A SET tem dois grandes eventos – Congresso e o SET e Trinta – e cinco eventos regionais. Uma cidade que há muitos anos não recebe um evento nosso é o Rio de Janeiro. Já existe o estudo para viabilizar a cidade no calendário. E estamos pensando em planejar um evento internacional com foco na comunidade latino-americana. Porque principalmente com a adoção do padrão nipo-brasileiro de TV digital por vários países da região – Peru, Argentina, Chile, e conversas com Venezuela e Cuba – a SET vai ter um papel muito importante no processo de comunicação e estreitamente entre nossa indústria e nossos profissionais com estes mercados.

Como avalia a resposta do público do setor aos eventos da SET?
A cada ano tem sido mais positiva. Fizemos uma avaliação do SET Sudeste. Basicamente, avaliamos espaço físico, carga horária, qualidade do conteúdo e dos palestrantes etc. Percebo que é muito mais positiva do que negativa. Às vezes, há reclamação de que o palestrante estava lendo um catálogo em vez de trazer um conteúdo mais pertinente ao público, como por exemplo, sua experiência na implantação da TV digital, tendências tecnológicas e estudos de caso. Nos eventos regionais, dependemos de fabricantes ou representantes de algumas marcas e também de profissionais ligados a emissoras locais, que acabam falando sempre sob o ponto de vista de sua própria experiência. Equacionar todos os interesses não é simples. Como se trata de um mercado comercial, estamos controlando melhor o profissional que está se apresentando, pedindo menos ênfase na questão comercial. Temos avançado positivamente, com o contínuo apoio de nossos parceiros, que vêm se adaptando às nossas solicitações em relação aos conteúdos das apresentações.

E quais são as maiores dificuldades na realização de um evento de forma geral?
Como falei na resposta anterior, está relacionado à formação da grade. Temos a cada evento procurado focar em temas e palestras menos comerciais, com uma análise precisa para aprovação do conteúdo. Todavia, nem sempre conseguimos. Quanto ao Congresso da SET, precisamos melhorar nossa comunicação visual e comunicação mais online com o mercado por meio de nosso site. Olímpio e Raymundo, que são responsáveis pelo programa ficam malucos porque são muitos papers para serem analisados. Além disso, muitos mandam em cima da hora. Chegamos a atualizar palestras pouco antes de sua realização. No IBC, aproveitei para tirar fotos das salas do congresso, do material de comunicação para ter referência internacional. Precisamos também fazer um planejamento muito antecipado. Não no que depende da organização da SET, que tem eventos programados até 2010, mas na dependência do mercado.
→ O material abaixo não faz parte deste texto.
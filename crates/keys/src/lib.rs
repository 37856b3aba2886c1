// ygg-keys, keypair provisioning for Yggdrasil mesh nodes.
// Copyright (C) 2024 The ygg-keygen Authors

// This program is free software: you can redistribute it and/or modify
// it under the terms of the GNU Affero General Public License as
// published by the Free Software Foundation, either version 3 of the
// License, or (at your option) any later version.

// This program is distributed in the hope that it will be useful,
// but WITHOUT ANY WARRANTY; without even the implied warranty of
// MERCHANTABILITY or FITNESS FOR A PARTICULAR PURPOSE.  See the
// GNU Affero General Public License for more details.

// You should have received a copy of the GNU Affero General Public License
// along with this program.  If not, see <https://www.gnu.org/licenses/>.

mod cli;
mod config_file;
mod environment;
mod error;
mod generator;
mod keypair;
mod logging;

pub use cli::GeneratorArgs;
pub use config_file::{merge_into_config, merge_keys, PRIVATE_KEY_FIELD, PUBLIC_KEY_FIELD};
pub use environment::{keys_from_environment, PRIVATE_KEY_ENV, PUBLIC_KEY_ENV};
pub use error::{Error, GenerateError, ScrapeError};
pub use generator::{
    generate_keys, scrape_keys, try_generate_keys, DEFAULT_GENKEYS, DEFAULT_TIMEOUT_SECS,
    PRIVATE_KEY_LABEL, PUBLIC_KEY_LABEL,
};
pub use keypair::Keypair;
pub use logging::{LogConfig, DEFAULT_LOGGER_NAME};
Como avaliar quem pode quem não pode, temas etc.

Qual a sua opinião sobre o SET 2009 e B&C 2009? Quais os ganhos com relação ao ano passado?
Criamos um dia a mais de congresso. E a grade foi pensada para que houvesse segmentação. O primeiro dia foi bem técnico e na sexta reservamos espaço para os trabalhos acadêmicos, o retorno foi muito positivo, muito melhor que no ano passado. Nossa diretoria de marketing aproveitou algumas sessões para realizar uma pesquisa de satisfação, e tivemos um feedback surpreendente. Outro fato que chamou atenção foi a presença da comunidade latino-americana. Diretores e representantes de muitas empresas estiveram na feira, o que demonstra a importância do Brasil neste atual cenário econômico e importância de nosso evento como referência. Como feira, 2008 foi o melhor ano da história do setor. Em 2009, como o primeiro semestre não existiu, a expectativa era baixa, mas o volume de pessoas, e o nível de profissionais, de gestores de tecnologia presente foi incrível. Estamos em 70%. Por ter sido meu primeiro ano, aprendi muito antes, durante e depois com os feedbacks recebidos pelos mais veteranos da diretoria. Já temos uma reunião agendada na próxima semana para discutir vários aspectos de patrocínio e inovações para o congresso em 2010, inclusive com a expectativa de implementarmos uma TV Corporativa. Para finalizar, é importante agradecer o apoio dado ao me trabalho, de toda a diretoria da SET, funcionários, parceiros e da presidente Liliana, que com sua vasta experiência de mercado tem contribuído muito para nosso aprendizado e melhoria constante.